◆ ENTRIES PROVIDED:
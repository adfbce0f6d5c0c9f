//! Load-balancing policies that pick one destination among several.
//!
//! Every policy implements [`LoadBalancer`]. Most only decide *which*
//! candidate gets an exchange (`select`); failover additionally drives
//! redelivery and overrides `process`. [`LoadBalancedProcessor`] binds a
//! policy to its targets so it can be used anywhere a processor is expected.

pub mod custom;
pub mod definition;
pub mod failover;
pub mod random;
pub mod round_robin;
pub mod sticky;
pub mod weighted;

use std::sync::Arc;

use async_trait::async_trait;
use dashmap::DashMap;
use mediator_core::{deliver, ErrorKind, Exchange, ExchangeError, Processor};

pub use custom::CustomLoadBalancer;
pub use definition::LoadBalancerDefinition;
pub use failover::{FailoverLoadBalancer, FailoverMatcher};
pub use random::RandomLoadBalancer;
pub use round_robin::RoundRobinLoadBalancer;
pub use sticky::StickyLoadBalancer;
pub use weighted::WeightedLoadBalancer;

// ---------------------------------------------------------------------------
// Errors
// ---------------------------------------------------------------------------

/// Errors surfaced by load-balancing policies.
#[derive(Debug, thiserror::Error)]
pub enum LoadBalanceError {
    #[error("no candidates to balance across")]
    NoCandidates,
    /// Every allowed failover attempt failed. `attempts` counts failovers
    /// after the initial delivery.
    #[error("failover exhausted after {attempts} attempts: {last}")]
    Exhausted { attempts: usize, last: ExchangeError },
    #[error("delivery failed: {0}")]
    Delivery(#[source] ExchangeError),
    #[error("invalid load balancer configuration: {0}")]
    InvalidConfig(String),
    #[error("no load balancer registered under '{0}'")]
    UnknownReference(String),
}

impl From<LoadBalanceError> for ExchangeError {
    fn from(err: LoadBalanceError) -> Self {
        match err {
            LoadBalanceError::Delivery(inner) => inner,
            LoadBalanceError::InvalidConfig(_) | LoadBalanceError::UnknownReference(_) => {
                ExchangeError::new(ErrorKind::Validation, err.to_string())
            }
            LoadBalanceError::NoCandidates | LoadBalanceError::Exhausted { .. } => {
                ExchangeError::delivery(err.to_string())
            }
        }
    }
}

// ---------------------------------------------------------------------------
// LoadBalancer trait
// ---------------------------------------------------------------------------

/// A policy choosing which candidate receives an exchange.
///
/// Mutable selection state (counters, affinity maps, runtime weights) is
/// private to each instance; two instances built from the same definition
/// never share it.
#[async_trait]
pub trait LoadBalancer: Send + Sync {
    /// Short policy name used in logs.
    fn name(&self) -> &'static str;

    /// Picks the index of the candidate that should receive `exchange`.
    ///
    /// # Errors
    ///
    /// `LoadBalanceError::NoCandidates` when `candidates` is zero; policies
    /// with static configuration may also report `InvalidConfig`.
    fn select(&self, candidates: usize, exchange: &Exchange) -> Result<usize, LoadBalanceError>;

    /// Delivers `exchange` to the selected target.
    ///
    /// # Errors
    ///
    /// Selection errors, or `LoadBalanceError::Delivery` with the target's failure.
    async fn process(
        &self,
        targets: &[Arc<dyn Processor>],
        exchange: &mut Exchange,
    ) -> Result<(), LoadBalanceError> {
        let index = self.select(targets.len(), exchange)?;
        let target = targets.get(index).ok_or(LoadBalanceError::NoCandidates)?;
        deliver(target.as_ref(), exchange)
            .await
            .map_err(LoadBalanceError::Delivery)
    }
}

pub(crate) fn ensure_candidates(candidates: usize) -> Result<(), LoadBalanceError> {
    if candidates == 0 {
        Err(LoadBalanceError::NoCandidates)
    } else {
        Ok(())
    }
}

// ---------------------------------------------------------------------------
// LoadBalancedProcessor
// ---------------------------------------------------------------------------

/// A policy bound to its targets, usable as a route.
pub struct LoadBalancedProcessor {
    balancer: Arc<dyn LoadBalancer>,
    targets: Vec<Arc<dyn Processor>>,
}

impl LoadBalancedProcessor {
    #[must_use]
    pub fn new(balancer: Arc<dyn LoadBalancer>, targets: Vec<Arc<dyn Processor>>) -> Self {
        Self { balancer, targets }
    }

    #[must_use]
    pub fn balancer(&self) -> &Arc<dyn LoadBalancer> {
        &self.balancer
    }

    #[must_use]
    pub fn targets(&self) -> &[Arc<dyn Processor>] {
        &self.targets
    }
}

#[async_trait]
impl Processor for LoadBalancedProcessor {
    async fn process(&self, exchange: &mut Exchange) -> Result<(), ExchangeError> {
        match self.balancer.process(&self.targets, exchange).await {
            Ok(()) => Ok(()),
            Err(err) => {
                let err = ExchangeError::from(err);
                exchange.set_exception(err.clone());
                Err(err)
            }
        }
    }
}

// ---------------------------------------------------------------------------
// LoadBalancerRegistry
// ---------------------------------------------------------------------------

/// User-supplied policies addressable by reference name.
#[derive(Default)]
pub struct LoadBalancerRegistry {
    entries: DashMap<String, Arc<dyn LoadBalancer>>,
}

impl LoadBalancerRegistry {
    #[must_use]
    pub fn new() -> Self {
        Self::default()
    }

    /// Registers `balancer` under `name`, replacing any previous entry.
    pub fn register(&self, name: impl Into<String>, balancer: Arc<dyn LoadBalancer>) {
        self.entries.insert(name.into(), balancer);
    }

    #[must_use]
    pub fn get(&self, name: &str) -> Option<Arc<dyn LoadBalancer>> {
        self.entries.get(name).map(|entry| Arc::clone(entry.value()))
    }

    #[must_use]
    pub fn len(&self) -> usize {
        self.entries.len()
    }

    #[must_use]
    pub fn is_empty(&self) -> bool {
        self.entries.is_empty()
    }
}
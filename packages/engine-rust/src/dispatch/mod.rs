//! Delivery dispatch framework.
//!
//! 1. **Delivery** (`delivery`): `Delivery` unit of work and `DispatchError`
//! 2. **Routing** (`router`): dispatch to the processor registered for a route
//! 3. **Middleware** (`middleware`): Tower layers (load shedding, timeout, metrics)
//! 4. **Background workers** (`worker`): queued and periodic tasks
//! 5. **Dispatch loop** (`dispatch_loop`): bounded intake feeding the pipeline

pub mod delivery;
pub mod dispatch_loop;
pub mod middleware;
pub mod router;
pub mod worker;

// Re-export key types for convenient access.
pub use delivery::{Delivery, DispatchError, DispatchFuture};
pub use dispatch_loop::{DeliveryListener, DispatchLoop, DispatchSource, LoggingListener};
pub use middleware::{build_dispatch_pipeline, DispatchPipeline};
pub use router::ExchangeRouter;
pub use worker::{BackgroundRunnable, BackgroundWorker};
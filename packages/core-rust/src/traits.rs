use std::sync::Arc;

use async_trait::async_trait;

use crate::error::ExchangeError;
use crate::exchange::Exchange;

/// A step that handles an exchange: a connector producer, a route, or a
/// load-balanced group of destinations.
///
/// Implementations may either return `Err` or record the failure on the
/// exchange; callers treat both as a failed delivery (see [`deliver`]).
#[async_trait]
pub trait Processor: Send + Sync {
    /// Process the exchange in place.
    async fn process(&self, exchange: &mut Exchange) -> Result<(), ExchangeError>;
}

#[async_trait]
impl<P: Processor + ?Sized> Processor for Arc<P> {
    async fn process(&self, exchange: &mut Exchange) -> Result<(), ExchangeError> {
        (**self).process(exchange).await
    }
}

/// Addressable destination able to create outbound exchanges.
pub trait Endpoint: Processor {
    /// URI identifying this endpoint (e.g. `"mock:payments"`).
    fn uri(&self) -> &str;

    /// Builds a blank exchange addressed to this endpoint.
    fn create_exchange(&self) -> Exchange {
        Exchange::new()
    }
}

/// Runs a processor and folds both failure channels into one result.
///
/// A returned `Err` is also recorded on the exchange; a failure recorded on
/// the exchange by the processor is returned as `Err`.
///
/// # Errors
///
/// Returns the processor's error, or the exception it left on the exchange.
pub async fn deliver<P: Processor + ?Sized>(
    processor: &P,
    exchange: &mut Exchange,
) -> Result<(), ExchangeError> {
    match processor.process(exchange).await {
        Ok(()) => match exchange.exception() {
            Some(err) => Err(err.clone()),
            None => Ok(()),
        },
        Err(err) => {
            exchange.set_exception(err.clone());
            Err(err)
        }
    }
}
//! Timeout middleware for deliveries.
//!
//! Rejects deliveries that exceed their timeout with `DispatchError::Timeout`.

use std::task::{Context, Poll};
use std::time::Duration;

use mediator_core::Exchange;
use tower::{Layer, Service};

use crate::dispatch::delivery::{Delivery, DispatchError, DispatchFuture};

// ---------------------------------------------------------------------------
// TimeoutLayer
// ---------------------------------------------------------------------------

/// Tower layer that wraps services with per-delivery timeout enforcement.
///
/// A delivery's own `timeout` wins; otherwise the layer default applies.
#[derive(Debug, Clone)]
pub struct TimeoutLayer {
    default_timeout: Duration,
}

impl TimeoutLayer {
    #[must_use]
    pub fn new(default_timeout: Duration) -> Self {
        Self { default_timeout }
    }
}

impl<S> Layer<S> for TimeoutLayer {
    type Service = TimeoutService<S>;

    fn layer(&self, inner: S) -> Self::Service {
        TimeoutService {
            inner,
            default_timeout: self.default_timeout,
        }
    }
}

// ---------------------------------------------------------------------------
// TimeoutService
// ---------------------------------------------------------------------------

/// Service wrapper that enforces per-delivery timeouts.
#[derive(Debug, Clone)]
pub struct TimeoutService<S> {
    inner: S,
    default_timeout: Duration,
}

impl<S> Service<Delivery> for TimeoutService<S>
where
    S: Service<Delivery, Response = Exchange, Error = DispatchError> + Send,
    S::Future: Send + 'static,
{
    type Response = Exchange;
    type Error = DispatchError;
    type Future = DispatchFuture;

    fn poll_ready(&mut self, cx: &mut Context<'_>) -> Poll<Result<(), Self::Error>> {
        self.inner.poll_ready(cx)
    }

    fn call(&mut self, delivery: Delivery) -> Self::Future {
        let duration = delivery.timeout.unwrap_or(self.default_timeout);
        let fut = self.inner.call(delivery);
        Box::pin(async move {
            match tokio::time::timeout(duration, fut).await {
                Ok(result) => result,
                #[allow(clippy::cast_possible_truncation)]
                Err(_elapsed) => Err(DispatchError::Timeout {
                    timeout_ms: duration.as_millis() as u64,
                }),
            }
        })
    }
}

// ---------------------------------------------------------------------------
// Tests
// ---------------------------------------------------------------------------

#[cfg(test)]
mod tests {
    use tower::ServiceExt;

    use super::*;
    use crate::dispatch::middleware::test_support::{make_delivery, SlowService};

    #[tokio::test(start_paused = true)]
    async fn completes_within_timeout() {
        let svc = TimeoutLayer::new(Duration::from_secs(1)).layer(SlowService { delay_ms: 10 });
        assert!(svc.oneshot(make_delivery()).await.is_ok());
    }

    #[tokio::test(start_paused = true)]
    async fn default_timeout_applies() {
        let svc = TimeoutLayer::new(Duration::from_millis(50)).layer(SlowService { delay_ms: 200 });
        let err = svc.oneshot(make_delivery()).await.unwrap_err();
        assert!(matches!(err, DispatchError::Timeout { timeout_ms: 50 }));
    }

    #[tokio::test(start_paused = true)]
    async fn delivery_timeout_overrides_default() {
        let svc = TimeoutLayer::new(Duration::from_secs(10)).layer(SlowService { delay_ms: 200 });
        let delivery = make_delivery().with_timeout(Duration::from_millis(20));
        let err = svc.oneshot(delivery).await.unwrap_err();
        assert!(matches!(err, DispatchError::Timeout { timeout_ms: 20 }));
    }
}
use mediator_core::Exchange;
use rand::Rng;

use super::{ensure_candidates, LoadBalanceError, LoadBalancer};

/// Picks a uniformly random candidate.
#[derive(Debug, Default)]
pub struct RandomLoadBalancer;

impl RandomLoadBalancer {
    #[must_use]
    pub fn new() -> Self {
        Self
    }
}

impl LoadBalancer for RandomLoadBalancer {
    fn name(&self) -> &'static str {
        "random"
    }

    fn select(&self, candidates: usize, _exchange: &Exchange) -> Result<usize, LoadBalanceError> {
        ensure_candidates(candidates)?;
        Ok(rand::rng().random_range(0..candidates))
    }
}

#[cfg(test)]
mod tests {
    use super::*;

    #[test]
    fn stays_in_range_and_reaches_every_candidate() {
        let lb = RandomLoadBalancer::new();
        let ex = Exchange::new();
        let mut hits = [0usize; 4];
        for _ in 0..2_000 {
            hits[lb.select(4, &ex).unwrap()] += 1;
        }
        assert!(hits.iter().all(|&h| h > 0));
    }

    #[test]
    fn single_candidate_always_selected() {
        let lb = RandomLoadBalancer::new();
        assert_eq!(lb.select(1, &Exchange::new()).unwrap(), 0);
    }
}
//! Lifecycle registry for the engine's managed services.

use std::any::Any;
use std::sync::Arc;

use anyhow::Context as _;
use async_trait::async_trait;
use parking_lot::RwLock;
use tracing::{debug, warn};

use crate::config::EngineConfig;

// ---------------------------------------------------------------------------
// ServiceContext
// ---------------------------------------------------------------------------

/// Context handed to services when the engine starts.
#[derive(Debug, Clone)]
pub struct ServiceContext {
    pub config: Arc<EngineConfig>,
}

// ---------------------------------------------------------------------------
// ManagedService trait
// ---------------------------------------------------------------------------

/// Engine component with a start/stop lifecycle (the saga service, for one).
///
/// The `Any` bound lets callers get the concrete service back with
/// `ServiceRegistry::get::<T>()`.
#[async_trait]
pub trait ManagedService: Send + Sync + Any {
    /// Unique name of this service (e.g., `"saga"`).
    fn name(&self) -> &'static str;

    /// Applies configuration and acquires runtime resources.
    async fn init(&self, ctx: &ServiceContext) -> anyhow::Result<()>;

    /// Releases runtime resources. With `terminate`, pending work is
    /// abandoned instead of drained.
    async fn shutdown(&self, terminate: bool) -> anyhow::Result<()>;
}

// ---------------------------------------------------------------------------
// ServiceRegistry
// ---------------------------------------------------------------------------

struct Registered {
    service: Arc<dyn ManagedService>,
    any: Arc<dyn Any + Send + Sync>,
}

/// Ordered set of managed services.
///
/// Services start in registration order and stop in reverse order. Names
/// are unique: registering a second service under a taken name replaces
/// the first in its original slot.
#[derive(Default)]
pub struct ServiceRegistry {
    services: RwLock<Vec<Registered>>,
}

impl ServiceRegistry {
    #[must_use]
    pub fn new() -> Self {
        Self::default()
    }

    /// Registers a shared service. The caller keeps its own `Arc`.
    pub fn register<T: ManagedService>(&self, service: Arc<T>) {
        let entry = Registered {
            service: service.clone(),
            any: service,
        };
        let mut services = self.services.write();
        match services
            .iter_mut()
            .find(|existing| existing.service.name() == entry.service.name())
        {
            Some(existing) => {
                debug!(service = entry.service.name(), "replacing registered service");
                *existing = entry;
            }
            None => services.push(entry),
        }
    }

    /// The registered service of concrete type `T`, if any.
    #[must_use]
    pub fn get<T: ManagedService>(&self) -> Option<Arc<T>> {
        self.services
            .read()
            .iter()
            .find_map(|entry| entry.any.clone().downcast::<T>().ok())
    }

    #[must_use]
    pub fn get_by_name(&self, name: &str) -> Option<Arc<dyn ManagedService>> {
        self.services
            .read()
            .iter()
            .find(|entry| entry.service.name() == name)
            .map(|entry| Arc::clone(&entry.service))
    }

    /// Service names in start order.
    #[must_use]
    pub fn names(&self) -> Vec<&'static str> {
        self.services.read().iter().map(|entry| entry.service.name()).collect()
    }

    fn snapshot(&self) -> Vec<Arc<dyn ManagedService>> {
        self.services
            .read()
            .iter()
            .map(|entry| Arc::clone(&entry.service))
            .collect()
    }

    /// Initializes services in registration order.
    ///
    /// If one fails, the services already initialized are terminated in
    /// reverse order before the error is returned.
    ///
    /// # Errors
    ///
    /// The failing service's `init` error, with the service name attached.
    pub async fn init_all(&self, ctx: &ServiceContext) -> anyhow::Result<()> {
        let services = self.snapshot();
        for (position, service) in services.iter().enumerate() {
            debug!(service = service.name(), "initializing service");
            if let Err(err) = service.init(ctx).await {
                for started in services[..position].iter().rev() {
                    if let Err(rollback) = started.shutdown(true).await {
                        warn!(service = started.name(), error = %rollback, "rollback shutdown failed");
                    }
                }
                return Err(err).with_context(|| format!("initializing service '{}'", service.name()));
            }
        }
        Ok(())
    }

    /// Shuts every service down in reverse registration order.
    ///
    /// A failing service does not stop the others from shutting down.
    ///
    /// # Errors
    ///
    /// The first `shutdown` failure encountered.
    pub async fn shutdown_all(&self, terminate: bool) -> anyhow::Result<()> {
        let mut first_error = None;
        for service in self.snapshot().iter().rev() {
            debug!(service = service.name(), terminate, "shutting down service");
            if let Err(err) = service.shutdown(terminate).await {
                warn!(service = service.name(), error = %err, "service shutdown failed");
                first_error.get_or_insert(
                    err.context(format!("shutting down service '{}'", service.name())),
                );
            }
        }
        first_error.map_or(Ok(()), Err)
    }
}

// ---------------------------------------------------------------------------
// Tests
// ---------------------------------------------------------------------------

#[cfg(test)]
mod tests {
    use parking_lot::Mutex;

    use super::*;

    type Log = Arc<Mutex<Vec<String>>>;

    struct Recorder {
        name: &'static str,
        fail_init: bool,
        fail_shutdown: bool,
        log: Log,
    }

    impl Recorder {
        fn new(name: &'static str, log: &Log) -> Self {
            Self {
                name,
                fail_init: false,
                fail_shutdown: false,
                log: log.clone(),
            }
        }
    }

    #[async_trait]
    impl ManagedService for Recorder {
        fn name(&self) -> &'static str {
            self.name
        }

        async fn init(&self, _ctx: &ServiceContext) -> anyhow::Result<()> {
            self.log.lock().push(format!("init:{}", self.name));
            if self.fail_init {
                anyhow::bail!("{} refused to start", self.name);
            }
            Ok(())
        }

        async fn shutdown(&self, terminate: bool) -> anyhow::Result<()> {
            self.log.lock().push(format!("shutdown:{}:{terminate}", self.name));
            if self.fail_shutdown {
                anyhow::bail!("{} stuck", self.name);
            }
            Ok(())
        }
    }

    struct Standby;

    #[async_trait]
    impl ManagedService for Standby {
        fn name(&self) -> &'static str {
            "standby"
        }
        async fn init(&self, _ctx: &ServiceContext) -> anyhow::Result<()> {
            Ok(())
        }
        async fn shutdown(&self, _terminate: bool) -> anyhow::Result<()> {
            Ok(())
        }
    }

    fn ctx() -> ServiceContext {
        ServiceContext {
            config: Arc::new(EngineConfig::default()),
        }
    }

    #[test]
    fn lookup_by_name_and_type() {
        let log = Log::default();
        let registry = ServiceRegistry::new();
        registry.register(Arc::new(Recorder::new("saga", &log)));
        registry.register(Arc::new(Standby));

        assert_eq!(registry.get_by_name("saga").unwrap().name(), "saga");
        assert!(registry.get_by_name("missing").is_none());
        assert_eq!(registry.get::<Standby>().unwrap().name(), "standby");
        assert_eq!(registry.names(), vec!["saga", "standby"]);
    }

    #[test]
    fn same_name_replaces_in_place() {
        let log = Log::default();
        let registry = ServiceRegistry::new();
        registry.register(Arc::new(Recorder::new("a", &log)));
        registry.register(Arc::new(Standby));
        let replacement = Arc::new(Recorder::new("a", &log));
        registry.register(replacement.clone());

        assert_eq!(registry.names(), vec!["a", "standby"]);
        assert!(Arc::ptr_eq(&registry.get::<Recorder>().unwrap(), &replacement));
    }

    #[tokio::test]
    async fn start_in_order_stop_in_reverse() {
        let log = Log::default();
        let registry = ServiceRegistry::new();
        registry.register(Arc::new(Recorder::new("first", &log)));
        registry.register(Arc::new(Recorder::new("second", &log)));

        registry.init_all(&ctx()).await.unwrap();
        registry.shutdown_all(false).await.unwrap();

        assert_eq!(
            *log.lock(),
            vec!["init:first", "init:second", "shutdown:second:false", "shutdown:first:false"]
        );
    }

    #[tokio::test]
    async fn failed_init_terminates_started_services() {
        let log = Log::default();
        let registry = ServiceRegistry::new();
        registry.register(Arc::new(Recorder::new("first", &log)));
        registry.register(Arc::new(Recorder {
            fail_init: true,
            ..Recorder::new("second", &log)
        }));
        registry.register(Arc::new(Recorder::new("third", &log)));

        let err = registry.init_all(&ctx()).await.unwrap_err();
        assert_eq!(err.to_string(), "initializing service 'second'");
        assert_eq!(*log.lock(), vec!["init:first", "init:second", "shutdown:first:true"]);
    }

    #[tokio::test]
    async fn failed_shutdown_does_not_skip_the_rest() {
        let log = Log::default();
        let registry = ServiceRegistry::new();
        registry.register(Arc::new(Recorder::new("first", &log)));
        registry.register(Arc::new(Recorder {
            fail_shutdown: true,
            ..Recorder::new("second", &log)
        }));

        let err = registry.shutdown_all(false).await.unwrap_err();
        assert_eq!(err.to_string(), "shutting down service 'second'");
        assert_eq!(*log.lock(), vec!["shutdown:second:false", "shutdown:first:false"]);
    }
}
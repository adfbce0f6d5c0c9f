//! Expressions evaluated against an exchange.
//!
//! Used to capture saga step options and to compute sticky correlation keys.
//! [`ExpressionDefinition`] is the declarative (serde) form; [`Expression`]
//! is the runtime contract.

use std::fmt;
use std::sync::Arc;

use serde::{Deserialize, Serialize};

use crate::exchange::Exchange;
use crate::types::Value;

/// Failure while evaluating an expression.
#[derive(Debug, Clone, PartialEq, Eq, thiserror::Error)]
pub enum ExpressionError {
    #[error("required header '{0}' is missing")]
    MissingHeader(String),
    #[error("required property '{0}' is missing")]
    MissingProperty(String),
    #[error("{0}")]
    Failed(String),
}

/// Evaluates to a value against a message context.
pub trait Expression: Send + Sync {
    /// Evaluates this expression against the exchange.
    ///
    /// # Errors
    ///
    /// Returns an error when the expression cannot produce a value.
    fn evaluate(&self, exchange: &Exchange) -> Result<Value, ExpressionError>;
}

impl<F> Expression for F
where
    F: Fn(&Exchange) -> Result<Value, ExpressionError> + Send + Sync,
{
    fn evaluate(&self, exchange: &Exchange) -> Result<Value, ExpressionError> {
        self(exchange)
    }
}

/// Reads a header; missing headers evaluate to `Null` unless `required`.
#[derive(Debug, Clone)]
pub struct HeaderExpression {
    name: String,
    required: bool,
}

impl Expression for HeaderExpression {
    fn evaluate(&self, exchange: &Exchange) -> Result<Value, ExpressionError> {
        match exchange.header(&self.name) {
            Some(v) => Ok(v.clone()),
            None if self.required => Err(ExpressionError::MissingHeader(self.name.clone())),
            None => Ok(Value::Null),
        }
    }
}

/// Reads a property; missing properties evaluate to `Null` unless `required`.
#[derive(Debug, Clone)]
pub struct PropertyExpression {
    name: String,
    required: bool,
}

impl Expression for PropertyExpression {
    fn evaluate(&self, exchange: &Exchange) -> Result<Value, ExpressionError> {
        match exchange.property(&self.name) {
            Some(v) => Ok(v.clone()),
            None if self.required => Err(ExpressionError::MissingProperty(self.name.clone())),
            None => Ok(Value::Null),
        }
    }
}

/// Always evaluates to the same value.
#[derive(Debug, Clone)]
pub struct ConstantExpression(pub Value);

impl Expression for ConstantExpression {
    fn evaluate(&self, _exchange: &Exchange) -> Result<Value, ExpressionError> {
        Ok(self.0.clone())
    }
}

/// Evaluates to the exchange body.
#[derive(Debug, Clone, Copy)]
pub struct BodyExpression;

impl Expression for BodyExpression {
    fn evaluate(&self, exchange: &Exchange) -> Result<Value, ExpressionError> {
        Ok(exchange.body.clone())
    }
}

/// Header lookup that yields `Null` when absent.
pub fn header(name: impl Into<String>) -> Arc<dyn Expression> {
    Arc::new(HeaderExpression {
        name: name.into(),
        required: false,
    })
}

/// Header lookup that fails when absent.
pub fn required_header(name: impl Into<String>) -> Arc<dyn Expression> {
    Arc::new(HeaderExpression {
        name: name.into(),
        required: true,
    })
}

/// Property lookup that yields `Null` when absent.
pub fn property(name: impl Into<String>) -> Arc<dyn Expression> {
    Arc::new(PropertyExpression {
        name: name.into(),
        required: false,
    })
}

/// Constant value.
pub fn constant(value: impl Into<Value>) -> Arc<dyn Expression> {
    Arc::new(ConstantExpression(value.into()))
}

/// The exchange body.
pub fn body() -> Arc<dyn Expression> {
    Arc::new(BodyExpression)
}

/// Declarative form of the built-in expressions, loadable from config.
#[derive(Debug, Clone, PartialEq, Serialize, Deserialize)]
#[serde(tag = "type", rename_all = "snake_case")]
pub enum ExpressionDefinition {
    Header {
        name: String,
        #[serde(default)]
        required: bool,
    },
    Property {
        name: String,
        #[serde(default)]
        required: bool,
    },
    Constant {
        value: Value,
    },
    Body,
}

impl ExpressionDefinition {
    /// Builds the runtime expression.
    #[must_use]
    pub fn build(&self) -> Arc<dyn Expression> {
        match self {
            ExpressionDefinition::Header { name, required } => Arc::new(HeaderExpression {
                name: name.clone(),
                required: *required,
            }),
            ExpressionDefinition::Property { name, required } => {
                Arc::new(PropertyExpression {
                    name: name.clone(),
                    required: *required,
                })
            }
            ExpressionDefinition::Constant { value } => Arc::new(ConstantExpression(value.clone())),
            ExpressionDefinition::Body => Arc::new(BodyExpression),
        }
    }
}

impl fmt::Display for ExpressionDefinition {
    fn fmt(&self, f: &mut fmt::Formatter<'_>) -> fmt::Result {
        match self {
            ExpressionDefinition::Header { name, .. } => write!(f, "header({name})"),
            ExpressionDefinition::Property { name, .. } => write!(f, "property({name})"),
            ExpressionDefinition::Constant { value } => write!(f, "constant({value})"),
            ExpressionDefinition::Body => f.write_str("body()"),
        }
    }
}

◆ WHAT IS REQUIRED: Which lines above contain the word "HeaderExpression"? Copy all of them.

◆ ANSWER SECTION:
pub struct HeaderExpression {
impl Expression for HeaderExpression {
    Arc::new(HeaderExpression {
    Arc::new(HeaderExpression {
            ExpressionDefinition::Header { name, required } => Arc::new(HeaderExpression {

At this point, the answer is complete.